After radical prostatectomy, clinicians expect the PSA to fall to an undetectable level within weeks because the organ that primarily makes PSA has been removed, and an undetectable PSA has very high negative predictive value for freedom from disease; nonetheless, detectable PSA or later metastasis can reflect either surgical leave-behind of benign prostatic islands or true microscopic metastatic deposits that existed before or at the time of surgery ^{[8] [1] [2] [9]}.

2. Micrometastases below assay sensitivity: small tumor burden, big consequence

Microscopically disseminated cancer cells can exist at levels too low to produce a measurable rise in serum PSA; several series and case reports show patients with metastases whose PSA remained low or undetectable because tumor burden was minimal or concentrated in sites that released little PSA into circulation, creating a false sense of biochemical remission ^{[6] [3] [10]}.
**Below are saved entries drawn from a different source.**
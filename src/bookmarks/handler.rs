//! HTTP Handlers for the Bookmark API

use axum::{
    Json,
    extract::{Path, Query, State, rejection::JsonRejection},
    response::{IntoResponse, Response},
};

use super::{BookmarkAction, BookmarkService};
use crate::api::{DeleteParams, success};
use crate::auth::AdminToken;
use crate::error::{AppError, StoreError};
use crate::handler::AppState;

pub async fn get_bookmarks(State(state): State<AppState>) -> Response {
    let data = BookmarkService::new(&state.store).current().await;
    Json(data).into_response()
}

pub async fn get_admin_bookmarks(_: AdminToken, State(state): State<AppState>) -> Response {
    let data = BookmarkService::new(&state.store).current().await;
    Json(data).into_response()
}

pub async fn update_bookmarks(
    _: AdminToken,
    State(state): State<AppState>,
    payload: Result<Json<BookmarkAction>, JsonRejection>,
) -> Result<Response, AppError> {
    let Json(action) = payload.map_err(|e| {
        tracing::info!(error = %e.body_text(), "rejected bookmark action");
        AppError::BadRequest("Invalid action or missing data".to_string())
    })?;

    let data = BookmarkService::new(&state.store).apply(action).await?;
    Ok(success(data))
}

pub async fn delete_bookmark(
    _: AdminToken,
    State(state): State<AppState>,
    Query(params): Query<DeleteParams>,
) -> Result<Response, AppError> {
    let id = params
        .id
        .filter(|id| !id.is_empty())
        .ok_or_else(|| AppError::BadRequest("Missing id parameter".to_string()))?;

    let data = BookmarkService::new(&state.store).remove_by_id(&id).await?;
    Ok(success(data))
}

pub async fn list_history(_: AdminToken, State(state): State<AppState>) -> Result<Response, AppError> {
    let backups = state.store.history().await?;
    Ok(success(backups))
}

pub async fn get_backup(
    _: AdminToken,
    State(state): State<AppState>,
    Path(stamp): Path<String>,
) -> Result<Response, AppError> {
    match state.store.backup(&stamp).await {
        Ok(Some(data)) => Ok(success(data)),
        Ok(None) => Err(AppError::NotFound("Backup not found".to_string())),
        Err(StoreError::Malformed(key)) => {
            tracing::warn!(key = %key, "backup is not a valid record");
            Err(AppError::Unprocessable("Backup is not valid JSON".to_string()))
        }
        Err(e) => Err(e.into()),
    }
}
3. Tumor dedifferentiation and histologic variants that don’t make PSA

A major biological explanation is a phenotypic shift: aggressive or atypical variants—most notably small cell or neuroendocrine-like prostate carcinomas—may lose the glandular differentiation that drives PSA production, so tumors can progress rapidly while PSA levels stay low; MD Anderson and other reports found a disproportionate share of such variants among patients with metastatic disease and undetectable PSA ^{[5] [7] [6]}.
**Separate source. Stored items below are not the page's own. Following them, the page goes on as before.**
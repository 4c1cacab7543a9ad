use thiserror::Error;

/// Errors surfaced by the flow engine and its storage collaborators.
///
/// Validation failures are deliberately not listed here: a rejected
/// submission is a normal outcome (see `SubmitOutcome::Rejected`) carrying
/// field-keyed messages, not an error to bubble up.
#[derive(Error, Debug)]
pub enum FlowError {
    #[error("Session not found: {0}")]
    SessionNotFound(String),

    #[error("Flow not found: {0}")]
    FlowNotFound(String),

    #[error("Draft not found: {0}/{1}")]
    DraftNotFound(String, String),

    #[error("Quote not found: {0}")]
    QuoteNotFound(String),

    #[error("Conflict: {0}")]
    Conflict(String),

    #[error("Storage unavailable: {0}")]
    Storage(String),

    #[error("Invalid flow definition: {0}")]
    InvalidFlow(String),

    #[error("Invalid configuration: {0}")]
    Config(String),

    #[error(transparent)]
    Other(#[from] anyhow::Error),
}

impl FlowError {
    /// True for the variants that mean "the named thing does not exist".
    pub fn is_not_found(&self) -> bool {
        matches!(
            self,
            FlowError::SessionNotFound(_)
                | FlowError::FlowNotFound(_)
                | FlowError::DraftNotFound(..)
                | FlowError::QuoteNotFound(_)
        )
    }
}

pub type Result<T> = std::result::Result<T, FlowError>;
4. Clonal evolution and marker loss: cancer changing its identity

Tumors can undergo clonal evolution under treatment pressure or naturally, selecting cell populations that no longer express PSA or express it poorly; case reviews and molecular observations suggest this clonal shift explains some metastatic recurrences with low PSA and is linked to more aggressive clinical courses in documented series ^{[7] [6]}.
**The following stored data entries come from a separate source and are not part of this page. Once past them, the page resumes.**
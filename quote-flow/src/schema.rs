use std::collections::HashMap;
use std::sync::Arc;

use rust_decimal::Decimal;
use serde::{Deserialize, Serialize};
use serde_json::Value;

use crate::error::{FlowError, Result};

/// The closed set of step kinds a flow may contain.
///
/// Each variant is interpreted generically by the engine; adding a flow or a
/// step is a data change, never new control flow.
#[derive(Debug, Clone, Copy, PartialEq, Eq, Serialize, Deserialize)]
#[serde(rename_all = "snake_case")]
pub enum StepType {
    Form,
    YesNoDetails,
    Checkbox,
    FileUpload,
    PremiumSummary,
    FinalConfirmation,
    ProceedToPayment,
}

/// One selectable option for choice / multi-select fields.
#[derive(Debug, Clone, Serialize, Deserialize)]
pub struct FieldOption {
    pub id: String,
    pub label: String,
}

impl FieldOption {
    pub fn new(id: impl Into<String>, label: impl Into<String>) -> Self {
        Self {
            id: id.into(),
            label: label.into(),
        }
    }
}

/// Semantic kind of a field plus its normalization/validation parameters.
#[derive(Debug, Clone, Serialize, Deserialize)]
#[serde(tag = "kind", rename_all = "snake_case")]
pub enum FieldKind {
    Text {
        #[serde(skip_serializing_if = "Option::is_none")]
        min_len: Option<usize>,
        #[serde(skip_serializing_if = "Option::is_none")]
        max_len: Option<usize>,
    },
    Number {
        #[serde(skip_serializing_if = "Option::is_none")]
        min: Option<Decimal>,
        #[serde(skip_serializing_if = "Option::is_none")]
        max: Option<Decimal>,
    },
    Date {
        not_future: bool,
        /// Earliest acceptable date expressed as days from "today"
        /// (1 = tomorrow).
        #[serde(skip_serializing_if = "Option::is_none")]
        min_days_ahead: Option<i64>,
        /// Inclusive age band derived from the date (date of birth fields).
        #[serde(skip_serializing_if = "Option::is_none")]
        age_min: Option<u32>,
        #[serde(skip_serializing_if = "Option::is_none")]
        age_max: Option<u32>,
    },
    Choice {
        options: Vec<FieldOption>,
    },
    MultiSelect {
        options: Vec<FieldOption>,
    },
    /// Reference token for an externally uploaded file. `accept` is the
    /// lowercase extension allowlist.
    FileRef {
        accept: Vec<String>,
    },
    Tel,
    Email,
    /// Boolean acknowledgement. A required flag must be accepted, not merely
    /// present (consent semantics).
    Flag,
}

/// Declaration of a single form field within a step.
#[derive(Debug, Clone, Serialize, Deserialize)]
pub struct FieldSchema {
    pub name: String,
    pub label: String,
    #[serde(flatten)]
    pub kind: FieldKind,
    pub required: bool,
    #[serde(skip_serializing_if = "Option::is_none")]
    pub placeholder: Option<String>,
}

impl FieldSchema {
    pub fn new(name: impl Into<String>, label: impl Into<String>, kind: FieldKind) -> Self {
        Self {
            name: name.into(),
            label: label.into(),
            kind,
            required: true,
            placeholder: None,
        }
    }

    pub fn optional(mut self) -> Self {
        self.required = false;
        self
    }

    pub fn with_placeholder(mut self, placeholder: impl Into<String>) -> Self {
        self.placeholder = Some(placeholder.into());
        self
    }
}

/// Within-step visibility rule: when `field` equals (or, for multi-select,
/// contains) `equals`, the field named by `reveals` becomes visible. A field
/// named by any branch rule is conditional: ignored unless revealed,
/// required-if-revealed per its own flag. Step order is never affected.
#[derive(Debug, Clone, Serialize, Deserialize)]
pub struct BranchRule {
    pub field: String,
    pub equals: Value,
    pub reveals: String,
}

impl BranchRule {
    pub fn new(
        field: impl Into<String>,
        equals: impl Into<Value>,
        reveals: impl Into<String>,
    ) -> Self {
        Self {
            field: field.into(),
            equals: equals.into(),
            reveals: reveals.into(),
        }
    }
}

/// Editable default: `target_field` in this step defaults to the value the
/// user gave for `source_field` in the strictly earlier step `source_step`.
#[derive(Debug, Clone, Serialize, Deserialize)]
pub struct AutofillRule {
    pub source_step: String,
    pub source_field: String,
    pub target_field: String,
}

impl AutofillRule {
    pub fn new(
        source_step: impl Into<String>,
        source_field: impl Into<String>,
        target_field: impl Into<String>,
    ) -> Self {
        Self {
            source_step: source_step.into(),
            source_field: source_field.into(),
            target_field: target_field.into(),
        }
    }
}

/// One unit of user interaction within a flow.
#[derive(Debug, Clone, Serialize, Deserialize)]
pub struct StepSchema {
    pub index: usize,
    pub name: String,
    pub title: String,
    pub step_type: StepType,
    pub fields: Vec<FieldSchema>,
    #[serde(default, skip_serializing_if = "Vec::is_empty")]
    pub branch_rules: Vec<BranchRule>,
    #[serde(default, skip_serializing_if = "Vec::is_empty")]
    pub autofill_rules: Vec<AutofillRule>,
}

impl StepSchema {
    pub fn new(
        index: usize,
        name: impl Into<String>,
        title: impl Into<String>,
        step_type: StepType,
    ) -> Self {
        Self {
            index,
            name: name.into(),
            title: title.into(),
            step_type,
            fields: Vec::new(),
            branch_rules: Vec::new(),
            autofill_rules: Vec::new(),
        }
    }

    pub fn field(mut self, field: FieldSchema) -> Self {
        self.fields.push(field);
        self
    }

    pub fn branch(mut self, rule: BranchRule) -> Self {
        self.branch_rules.push(rule);
        self
    }

    pub fn autofill(mut self, rule: AutofillRule) -> Self {
        self.autofill_rules.push(rule);
        self
    }

    pub fn has_field(&self, name: &str) -> bool {
        self.fields.iter().any(|f| f.name == name)
    }

    pub fn get_field(&self, name: &str) -> Option<&FieldSchema> {
        self.fields.iter().find(|f| f.name == name)
    }
}

/// Which collected fields feed the premium calculator. Pricing runs as soon
/// as coverage amount and date of birth are both present; the optional
/// `as_of` field (policy start / departure date) defaults to today.
#[derive(Debug, Clone, Serialize, Deserialize)]
pub struct QuoteBinding {
    pub coverage_step: String,
    pub coverage_field: String,
    pub dob_step: String,
    pub dob_field: String,
    #[serde(skip_serializing_if = "Option::is_none")]
    pub as_of_step: Option<String>,
    #[serde(skip_serializing_if = "Option::is_none")]
    pub as_of_field: Option<String>,
}

/// Static benefit table entry for one coverage amount. Benefit text is looked
/// up, never computed.
#[derive(Debug, Clone, Serialize, Deserialize)]
pub struct CoverageTier {
    pub amount: Decimal,
    pub label: String,
    pub benefits: Vec<String>,
}

/// Immutable description of one guided quoting journey.
#[derive(Debug, Clone, Serialize, Deserialize)]
pub struct FlowSchema {
    pub flow_id: String,
    pub product_name: String,
    pub steps: Vec<StepSchema>,
    pub quote_binding: QuoteBinding,
    pub tiers: Vec<CoverageTier>,
}

impl FlowSchema {
    pub fn steps_total(&self) -> usize {
        self.steps.len()
    }

    pub fn step(&self, index: usize) -> Option<&StepSchema> {
        self.steps.get(index)
    }

    pub fn step_by_name(&self, name: &str) -> Option<&StepSchema> {
        self.steps.iter().find(|s| s.name == name)
    }

    pub fn last_index(&self) -> usize {
        self.steps.len().saturating_sub(1)
    }

    pub fn tier_for(&self, amount: Decimal) -> Option<&CoverageTier> {
        self.tiers.iter().find(|t| t.amount == amount)
    }

    /// Structural validation, run once at registry build. A bad flow
    /// definition is a startup error, not a runtime surprise.
    pub fn validate(&self) -> Result<()> {
        if self.steps.is_empty() {
            return Err(FlowError::InvalidFlow(format!(
                "flow {} has no steps",
                self.flow_id
            )));
        }
        for (i, step) in self.steps.iter().enumerate() {
            if step.index != i {
                return Err(FlowError::InvalidFlow(format!(
                    "flow {}: step {} declares index {}, expected {}",
                    self.flow_id, step.name, step.index, i
                )));
            }
        }
        let terminal_count = self
            .steps
            .iter()
            .filter(|s| s.step_type == StepType::ProceedToPayment)
            .count();
        if terminal_count != 1 {
            return Err(FlowError::InvalidFlow(format!(
                "flow {}: expected exactly one proceed_to_payment step, found {}",
                self.flow_id, terminal_count
            )));
        }
        let last = self.steps.last().expect("non-empty");
        if last.step_type != StepType::ProceedToPayment {
            return Err(FlowError::InvalidFlow(format!(
                "flow {}: proceed_to_payment must be the last step",
                self.flow_id
            )));
        }

        let mut names = std::collections::HashSet::new();
        for step in &self.steps {
            if !names.insert(step.name.as_str()) {
                return Err(FlowError::InvalidFlow(format!(
                    "flow {}: duplicate step name {}",
                    self.flow_id, step.name
                )));
            }
        }

        for step in &self.steps {
            for rule in &step.branch_rules {
                if !step.has_field(&rule.field) || !step.has_field(&rule.reveals) {
                    return Err(FlowError::InvalidFlow(format!(
                        "flow {}: step {} branch rule references unknown field ({} -> {})",
                        self.flow_id, step.name, rule.field, rule.reveals
                    )));
                }
            }
            for rule in &step.autofill_rules {
                if !step.has_field(&rule.target_field) {
                    return Err(FlowError::InvalidFlow(format!(
                        "flow {}: step {} autofill target {} is not a field of the step",
                        self.flow_id, step.name, rule.target_field
                    )));
                }
                let source = self.step_by_name(&rule.source_step).ok_or_else(|| {
                    FlowError::InvalidFlow(format!(
                        "flow {}: step {} autofill source step {} does not exist",
                        self.flow_id, step.name, rule.source_step
                    ))
                })?;
                if source.index >= step.index {
                    return Err(FlowError::InvalidFlow(format!(
                        "flow {}: step {} autofill source {} must come strictly earlier",
                        self.flow_id, step.name, rule.source_step
                    )));
                }
                if !source.has_field(&rule.source_field) {
                    return Err(FlowError::InvalidFlow(format!(
                        "flow {}: autofill source field {}.{} does not exist",
                        self.flow_id, rule.source_step, rule.source_field
                    )));
                }
            }
        }

        for (step_name, field_name) in [
            (
                &self.quote_binding.coverage_step,
                &self.quote_binding.coverage_field,
            ),
            (&self.quote_binding.dob_step, &self.quote_binding.dob_field),
        ] {
            let step = self.step_by_name(step_name).ok_or_else(|| {
                FlowError::InvalidFlow(format!(
                    "flow {}: quote binding references unknown step {}",
                    self.flow_id, step_name
                ))
            })?;
            if !step.has_field(field_name) {
                return Err(FlowError::InvalidFlow(format!(
                    "flow {}: quote binding references unknown field {}.{}",
                    self.flow_id, step_name, field_name
                )));
            }
        }

        Ok(())
    }
}

/// Catalog entry returned when listing flows.
#[derive(Debug, Clone, Serialize, Deserialize)]
pub struct FlowSummary {
    pub flow_id: String,
    pub product_name: String,
    pub steps_total: usize,
}

/// Registry of all flows known to the process, built at startup.
pub struct FlowRegistry {
    flows: HashMap<String, Arc<FlowSchema>>,
}

impl FlowRegistry {
    pub fn new() -> Self {
        Self {
            flows: HashMap::new(),
        }
    }

    /// Validate and register a flow. Returns an error for a structurally
    /// invalid definition or a duplicate id.
    pub fn register(&mut self, flow: FlowSchema) -> Result<()> {
        flow.validate()?;
        if self.flows.contains_key(&flow.flow_id) {
            return Err(FlowError::InvalidFlow(format!(
                "flow {} registered twice",
                flow.flow_id
            )));
        }
        self.flows.insert(flow.flow_id.clone(), Arc::new(flow));
        Ok(())
    }

    pub fn get(&self, flow_id: &str) -> Result<Arc<FlowSchema>> {
        self.flows
            .get(flow_id)
            .cloned()
            .ok_or_else(|| FlowError::FlowNotFound(flow_id.to_string()))
    }

    pub fn list(&self) -> Vec<FlowSummary> {
        let mut summaries: Vec<FlowSummary> = self
            .flows
            .values()
            .map(|f| FlowSummary {
                flow_id: f.flow_id.clone(),
                product_name: f.product_name.clone(),
                steps_total: f.steps_total(),
            })
            .collect();
        summaries.sort_by(|a, b| a.flow_id.cmp(&b.flow_id));
        summaries
    }
}

impl Default for FlowRegistry {
    fn default() -> Self {
        Self::new()
    }
}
5. Technical and laboratory pitfalls: residual benign tissue, assay limits, and rare “hook” effects

Not every detectable PSA means metastasis and not every undetectable PSA guarantees cure—benign prostatic remnants embedded in the bladder or surgical bed can produce measurable PSA, while rare lab phenomena (for example, very high antigen concentrations causing a hook effect) or assays with different sensitivities can mislead clinicians, so technical factors must be considered alongside biology ^{[2] [4]}.

6. Clinical implications: when to suspect metastatic disease despite low PSA

Because undetectable PSA after prostatectomy has high negative predictive value, routine imaging is often not performed; however, persistent symptoms, atypical imaging findings, or aggressive histology at diagnosis should lower the threshold for further evaluation including targeted imaging, biopsy, and consideration of non‑PSA biomarkers because published reports show clinical progression can precede or occur without PSA rise ^{[6] [9] [11]}.

7. Balancing surveillance: PSA is necessary but not sufficient

The literature converges on a pragmatic message: PSA monitoring remains the most sensitive routine tool after prostatectomy, yet clinicians must remain alert to its blind spots—atypical histology, minimal-volume metastases, assay limitations, and surgical factors—and pursue additional diagnostic steps when clinical context demands, accepting that the evidence base is built on case series and registry analyses that underscore rarity but real risk ^{[8] [6] [5] [7]}.